Looking back, a Modi, a Thackeray, an Ayatollah or a Maoist Naxaliban 
couldn't
have done a better job of burning down potentially rich rainforests of
creative endeavour. In the communists' West Bengal of the 80s and 90s, Art,
surreptitiously, became a Class Enemy. This was because real art is about
disagreement, about holding up an accurate (though not necessarily realist)
mirror, about taking risks and, in turn, about enticing people to think
outside the box. The CPI(M) could not afford that. In 1977, the Left Front
inherited a culturally damaged Bengal. Instead of working to resuscitate
that culture, they raped it. It is from this violation that come the
subsequent strippings and rapes of Birati and Bantola, and now of Nandigram.

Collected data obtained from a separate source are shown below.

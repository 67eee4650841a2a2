//! Structural variant calling from clustered signatures.
//!
//! [`call_structural_variants`] is the entry point: it clusters every evidence pass,
//! merges clusters describing the same event across passes and genotypes the
//! result against an optional [`DepthProvider`].

pub mod combine;
pub mod depth;
pub mod genotype;
pub mod pipeline;

// re-exports
pub use combine::{CallCandidate, combine_clusters};
pub use depth::{DepthProvider, DepthTable, NoDepth, locus_depth};
pub use genotype::{genotype, genotype_candidate, quality};
pub use pipeline::{CallReport, ClusterReport, call_structural_variants, cluster_signatures};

It all became, as it too often does, about the money that brings power and
about the power that brings money. The people of the state, their
multifarious needs, the principles upon which those needs could be met, all
went out of the equation years ago. The worst elements, the jihadis and
Hindutvats, were quietly coddled: "Within your community, you can do what
you like," they were told, "build revanchist madrasas, fund the VHP, capture
real estate, whatever. Just make sure you support us, vote for us, keep our
coffers lined, we who give you this space, this private playground." And
now, to each side this government throws scraps: to the millionaires they
give the situation that throws up the body of Rizwanur Rahman; to the Muslim
underclass they will now gift a missing person, a Taslima-shaped hole.

In the meantime, we, the enemies of country and society, are expected not to
point out the huge nexus between powerful people in the party and
industrialists. We are expected to give the 'Lal Salaam' to anti-American
rhetoric; we are expected to see Nandigram as a 'natural reaction'; we must
now say that the rioting mobs of November 21, even though manipulated by the
Opposition, had a genuine grievance. Oh, and yes, we have to accept that if
we call both CPI(M) Bengal and BJP Gujarat fascist, we don't really
understand the meaning of fascism.

Ruchir Joshi is a writer and film-maker.